**Task goal:** Here is a block of entries. Write out its lines exactly, from the first through the one containing "timed out after".

** Opening Data provided block **

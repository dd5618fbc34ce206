//! Error types for the volume driver.

use std::time::Duration;
use thiserror::Error;

/// Errors that can occur during driver operations.
///
/// Every variant is fatal to the operation that produced it; nothing is
/// retried internally.
#[derive(Error, Debug)]
pub enum DriverError {
    /// The storage API answered with a non-success status.
    #[error("{operation} remote call failed with status {status}: {message}")]
    RemoteCall {
        operation: &'static str,
        status: u16,
        message: String,
    },

    /// The storage API could not be reached or the request did not complete.
    #[error("{operation} remote call failed: {message}")]
    Transport {
        operation: &'static str,
        message: String,
    },

    /// A remote response is missing a required field or has the wrong shape.
    #[error("Malformed volume metadata: {0}")]
    MalformedMetadata(String),

    /// A local command exited non-zero or could not be spawned.
    #[error("Command `{command}` failed: {output}")]
    LocalCommand { command: String, output: String },

    /// Local and remote state disagree in a way that makes proceeding unsafe.
    #[error("Inconsistent volume state: {0}")]
    StateInconsistency(String),

    /// A remote call or local command exceeded its time bound.
    #[error("{operation} timed out after {}s", after.as_secs())]
    Timeout {
        operation: String,
        after: Duration,
    },

    /// Invalid configuration.
    #[error("Invalid configuration: {0}")]
    InvalidConfig(String),
}

/// Result type alias for driver operations.
pub type Result<T> = std::result::Result<T, DriverError>;
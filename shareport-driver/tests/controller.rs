//! Attach/detach orchestration tests.
//!
//! These run the controller against the in-memory collaborators and assert on
//! the exact sequence of remote and local operations.

use std::path::{Path, PathBuf};

use shareport_driver::mock::{Call, LocalOp, RemoteOp};
use shareport_driver::{
    DriverError, MockCollaborators, MountConfig, ShareLocator, VolumeAttachmentController, VolumeConfig,
};

const SHARE: &str = "server1:/export/vol1";
const MOUNT_POINT: &str = "/mnt/export/vol1";

fn share() -> ShareLocator {
    ShareLocator::parse(SHARE).unwrap()
}

fn setup(config: VolumeConfig) -> (MockCollaborators, VolumeAttachmentController) {
    let mocks = MockCollaborators::new();
    mocks.remote.insert_volume("vol1", Some(SHARE), config);
    let controller = mocks.controller(&MountConfig::default());
    (mocks, controller)
}

fn fresh_owned_config() -> VolumeConfig {
    VolumeConfig::for_share(share())
        .with_preexisting(false)
        .with_owner(Some("1000"), Some("1000"))
}

/// Test the full attach sequence for a freshly provisioned volume with owner hints.
#[tokio::test]
async fn test_attach_fresh_volume_with_owner() {
    let (mocks, controller) = setup(fresh_owned_config());

    let path = controller.attach("vol1").await.unwrap();
    assert_eq!(path, PathBuf::from(MOUNT_POINT));

    assert_eq!(
        mocks.log.calls(),
        vec![
            Call::MarkAttached("vol1".into()),
            Call::GetVolume("vol1".into()),
            Call::IsMounted(SHARE.into(), MOUNT_POINT.into()),
            Call::MakeDir(MOUNT_POINT.into()),
            Call::Chown(MOUNT_POINT.into(), "1000:1000".into()),
            Call::Mount(SHARE.into(), MOUNT_POINT.into()),
        ]
    );
    assert_eq!(mocks.log.count(|c| matches!(c, Call::Chmod(..))), 0);
    assert!(mocks.remote.is_attached("vol1"));
    assert!(mocks.table.contains(&share(), Path::new(MOUNT_POINT)));
}

/// Test that attaching an already mounted volume touches nothing locally.
#[tokio::test]
async fn test_attach_already_mounted_is_noop() {
    let (mocks, controller) = setup(fresh_owned_config());
    mocks.table.insert(&share(), Path::new(MOUNT_POINT));

    let path = controller.attach("vol1").await.unwrap();
    assert_eq!(path, PathBuf::from(MOUNT_POINT));
    assert!(mocks.log.local_changes().is_empty());
}

/// Test that a repeated attach returns the same path and mounts only once.
#[tokio::test]
async fn test_attach_is_idempotent() {
    let (mocks, controller) = setup(fresh_owned_config());

    let first = controller.attach("vol1").await.unwrap();
    let second = controller.attach("vol1").await.unwrap();

    assert_eq!(first, second);
    assert_eq!(mocks.log.count(|c| matches!(c, Call::Mount(..))), 1);
    assert_eq!(mocks.log.count(|c| matches!(c, Call::MakeDir(_))), 1);
    assert_eq!(mocks.log.count(|c| matches!(c, Call::Chown(..))), 1);
}

/// Test that a fresh volume without owner hints is made world writable.
#[tokio::test]
async fn test_attach_fresh_volume_without_owner_is_world_writable() {
    let (mocks, controller) = setup(VolumeConfig::for_share(share()).with_preexisting(false));

    controller.attach("vol1").await.unwrap();

    assert_eq!(
        mocks.log.local_changes(),
        vec![
            Call::MakeDir(MOUNT_POINT.into()),
            Call::Chmod(MOUNT_POINT.into(), 0o777),
            Call::Mount(SHARE.into(), MOUNT_POINT.into()),
        ]
    );
}

/// Test that a single ownership hint is enough to chown instead of chmod.
#[tokio::test]
async fn test_attach_with_gid_only() {
    let config = VolumeConfig::for_share(share())
        .with_preexisting(false)
        .with_owner(None, Some("100"));
    let (mocks, controller) = setup(config);

    controller.attach("vol1").await.unwrap();

    assert_eq!(mocks.log.count(|c| *c == Call::Chown(MOUNT_POINT.into(), ":100".into())), 1);
    assert_eq!(mocks.log.count(|c| matches!(c, Call::Chmod(..))), 0);
}

/// Test that pre-existing or unknown provenance leaves permissions alone.
#[tokio::test]
async fn test_attach_preexisting_skips_permissions() {
    for config in [
        VolumeConfig::for_share(share())
            .with_preexisting(true)
            .with_owner(Some("1000"), Some("1000")),
        VolumeConfig::for_share(share()),
    ] {
        let (mocks, controller) = setup(config);

        controller.attach("vol1").await.unwrap();

        assert_eq!(
            mocks.log.local_changes(),
            vec![
                Call::MakeDir(MOUNT_POINT.into()),
                Call::Mount(SHARE.into(), MOUNT_POINT.into()),
            ]
        );
    }
}

/// Test that a malformed share locator aborts before any local operation.
#[tokio::test]
async fn test_attach_malformed_share_does_nothing_locally() {
    let mocks = MockCollaborators::new();
    mocks.remote.insert_volume("vol1", Some("server1-export-vol1"), VolumeConfig::default());
    let controller = mocks.controller(&MountConfig::default());

    let err = controller.attach("vol1").await.unwrap_err();
    assert!(matches!(err, DriverError::MalformedMetadata(_)));
    assert!(mocks.log.local_changes().is_empty());
    assert_eq!(mocks.log.count(|c| matches!(c, Call::IsMounted(..))), 0);
}

/// Test that a missing share locator aborts before any local operation.
#[tokio::test]
async fn test_attach_missing_share_does_nothing_locally() {
    let mocks = MockCollaborators::new();
    mocks.remote.insert_volume("vol1", None, VolumeConfig::default());
    let controller = mocks.controller(&MountConfig::default());

    let err = controller.attach("vol1").await.unwrap_err();
    assert!(matches!(err, DriverError::MalformedMetadata(_)));
    assert!(mocks.log.local_changes().is_empty());
}

/// Test that remote failures propagate without local side effects.
#[tokio::test]
async fn test_attach_remote_failures() {
    let (mocks, controller) = setup(fresh_owned_config());
    mocks.remote.fail(RemoteOp::MarkAttached);
    let err = controller.attach("vol1").await.unwrap_err();
    assert!(matches!(err, DriverError::RemoteCall { status: 500, .. }));
    assert!(mocks.log.local_changes().is_empty());

    let (mocks, controller) = setup(fresh_owned_config());
    mocks.remote.fail(RemoteOp::Get);
    assert!(controller.attach("vol1").await.is_err());
    assert!(mocks.log.local_changes().is_empty());

    let err = controller.attach("unknown").await.unwrap_err();
    assert!(matches!(err, DriverError::RemoteCall { status: 404, .. }));
}

/// Test that a failed mkdir stops the attach before permissions and mount.
#[tokio::test]
async fn test_attach_mkdir_failure_is_fatal() {
    let (mocks, controller) = setup(fresh_owned_config());
    mocks.executor.fail(LocalOp::MakeDir);

    let err = controller.attach("vol1").await.unwrap_err();
    assert!(matches!(err, DriverError::LocalCommand { .. }));
    assert_eq!(mocks.log.local_changes(), vec![Call::MakeDir(MOUNT_POINT.into())]);
}

/// Test that a failed permission change prevents the mount.
#[tokio::test]
async fn test_attach_permission_failure_prevents_mount() {
    let (mocks, controller) = setup(fresh_owned_config());
    mocks.executor.fail(LocalOp::Chown);

    let err = controller.attach("vol1").await.unwrap_err();
    assert!(matches!(err, DriverError::LocalCommand { .. }));
    assert_eq!(mocks.log.count(|c| matches!(c, Call::Mount(..))), 0);

    let (mocks, controller) = setup(VolumeConfig::for_share(share()).with_preexisting(false));
    mocks.executor.fail(LocalOp::Chmod);
    assert!(controller.attach("vol1").await.is_err());
    assert_eq!(mocks.log.count(|c| matches!(c, Call::Mount(..))), 0);
}

/// Test that a mount failure is returned with the command output.
#[tokio::test]
async fn test_attach_mount_failure_carries_output() {
    let (mocks, controller) = setup(fresh_owned_config());
    mocks.executor.fail(LocalOp::Mount);

    match controller.attach("vol1").await.unwrap_err() {
        DriverError::LocalCommand { command, output } => {
            assert!(command.contains(SHARE));
            assert!(command.contains(MOUNT_POINT));
            assert_eq!(output, "injected failure");
        }
        other => panic!("unexpected error: {:?}", other),
    }
}

/// Test that attach resumes cleanly after an interrupted attempt.
#[tokio::test]
async fn test_attach_retry_after_mount_failure() {
    let mocks = MockCollaborators::new();
    mocks.remote.insert_volume("vol1", Some(SHARE), fresh_owned_config());
    mocks.executor.fail(LocalOp::Mount);
    let controller = mocks.controller(&MountConfig::default());
    assert!(controller.attach("vol1").await.is_err());
    assert!(mocks.remote.is_attached("vol1"));

    // A fresh executor stands in for the condition clearing
    let retry = MockCollaborators {
        executor: std::sync::Arc::new(shareport_driver::mock::RecordingExecutor::new(
            mocks.log.clone(),
            mocks.table.clone(),
        )),
        ..mocks.clone()
    };
    let path = retry.controller(&MountConfig::default()).attach("vol1").await.unwrap();
    assert_eq!(path, PathBuf::from(MOUNT_POINT));
    assert!(mocks.table.contains(&share(), Path::new(MOUNT_POINT)));
}

/// Test the detach sequence: unmount strictly before mark detached.
#[tokio::test]
async fn test_detach_unmounts_then_marks_detached() {
    let (mocks, controller) = setup(fresh_owned_config());
    controller.attach("vol1").await.unwrap();
    mocks.log.clear();

    controller.detach("vol1").await.unwrap();

    assert_eq!(
        mocks.log.calls(),
        vec![
            Call::GetVolume("vol1".into()),
            Call::Unmount(MOUNT_POINT.into()),
            Call::MarkDetached("vol1".into()),
        ]
    );
    assert_eq!(mocks.log.count(|c| matches!(c, Call::MarkDetached(_))), 1);
    assert!(!mocks.remote.is_attached("vol1"));
    assert!(mocks.table.is_empty());
}

/// Test that a failed unmount never signals detached.
#[tokio::test]
async fn test_detach_unmount_failure_keeps_remote_attached() {
    let (mocks, controller) = setup(fresh_owned_config());
    controller.attach("vol1").await.unwrap();
    mocks.executor.fail(LocalOp::Unmount);

    let err = controller.detach("vol1").await.unwrap_err();
    assert!(matches!(err, DriverError::LocalCommand { .. }));
    assert_eq!(mocks.log.count(|c| matches!(c, Call::MarkDetached(_))), 0);
    assert!(mocks.remote.is_attached("vol1"));
}

/// Test that a volume without a share in its config cannot be detached.
#[tokio::test]
async fn test_detach_without_share_is_inconsistent() {
    let (mocks, controller) = setup(VolumeConfig::default());

    let err = controller.detach("vol1").await.unwrap_err();
    assert!(matches!(err, DriverError::StateInconsistency(_)));
    assert!(mocks.log.local_changes().is_empty());
    assert_eq!(mocks.log.count(|c| matches!(c, Call::MarkDetached(_))), 0);
}

/// Test that a mark-detached failure surfaces after a successful unmount.
#[tokio::test]
async fn test_detach_remote_failure_after_unmount() {
    let (mocks, controller) = setup(fresh_owned_config());
    controller.attach("vol1").await.unwrap();
    mocks.remote.fail(RemoteOp::MarkDetached);

    let err = controller.detach("vol1").await.unwrap_err();
    assert!(matches!(err, DriverError::RemoteCall { .. }));
    let unmount = mocks.log.position(&Call::Unmount(MOUNT_POINT.into())).unwrap();
    let detach = mocks.log.position(&Call::MarkDetached("vol1".into())).unwrap();
    assert!(unmount < detach);
}

/// Test that attach and detach agree on the path under a custom mount root.
#[tokio::test]
async fn test_custom_mount_root() {
    let mocks = MockCollaborators::new();
    mocks.remote.insert_volume("vol1", Some(SHARE), VolumeConfig::for_share(share()));
    let config = MountConfig {
        root: PathBuf::from("/var/lib/shareport/mounts"),
        ..Default::default()
    };
    let controller = mocks.controller(&config);

    let path = controller.attach("vol1").await.unwrap();
    assert_eq!(path, PathBuf::from("/var/lib/shareport/mounts/export/vol1"));
    assert_eq!(controller.path("vol1").await.unwrap(), path);

    controller.detach("vol1").await.unwrap();
    assert_eq!(mocks.log.count(|c| *c == Call::Unmount(path.clone())), 1);
}

/// Test the pass-through operations.
#[tokio::test]
async fn test_pass_through_operations() {
    let mocks = MockCollaborators::new();
    let controller = mocks.controller(&MountConfig::default());

    controller.activate().await.unwrap();
    assert!(mocks.remote.is_activated());

    controller.create("vol-a", Default::default()).await.unwrap();
    controller.create("vol-b", Default::default()).await.unwrap();
    let names: Vec<String> = controller.list().await.unwrap().into_iter().map(|v| v.name).collect();
    assert_eq!(names, vec!["vol-a", "vol-b"]);

    let (metadata, config) = controller.get("vol-a").await.unwrap();
    assert_eq!(metadata.name, "vol-a");
    assert_eq!(config.is_preexisting, Some(false));

    controller.remove("vol-a", false).await.unwrap();
    assert!(controller.get("vol-a").await.is_err());
    assert!(mocks.log.local_changes().is_empty());
}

** Closing Data provided block **

**Finished exercise:**
repository dd5618fbc34ce206
//! Error types for the volume driver.

use std::time::Duration;
use thiserror::Error;

/// Errors that can occur during driver operations.
///
/// Every variant is fatal to the operation that produced it; nothing is
/// retried internally.
#[derive(Error, Debug)]
pub enum DriverError {
    /// The storage API answered with a non-success status.
    #[error("{operation} remote call failed with status {status}: {message}")]
    RemoteCall {
        operation: &'static str,
        status: u16,
        message: String,
    },

    /// The storage API could not be reached or the request did not complete.
    #[error("{operation} remote call failed: {message}")]
    Transport {
        operation: &'static str,
        message: String,
    },

    /// A remote response is missing a required field or has the wrong shape.
    #[error("Malformed volume metadata: {0}")]
    MalformedMetadata(String),

    /// A local command exited non-zero or could not be spawned.
    #[error("Command `{command}` failed: {output}")]
    LocalCommand { command: String, output: String },

    /// Local and remote state disagree in a way that makes proceeding unsafe.
    #[error("Inconsistent volume state: {0}")]
    StateInconsistency(String),

    /// A remote call or local command exceeded its time bound.
    #[error("{operation} timed out after {}s", after.as_secs())]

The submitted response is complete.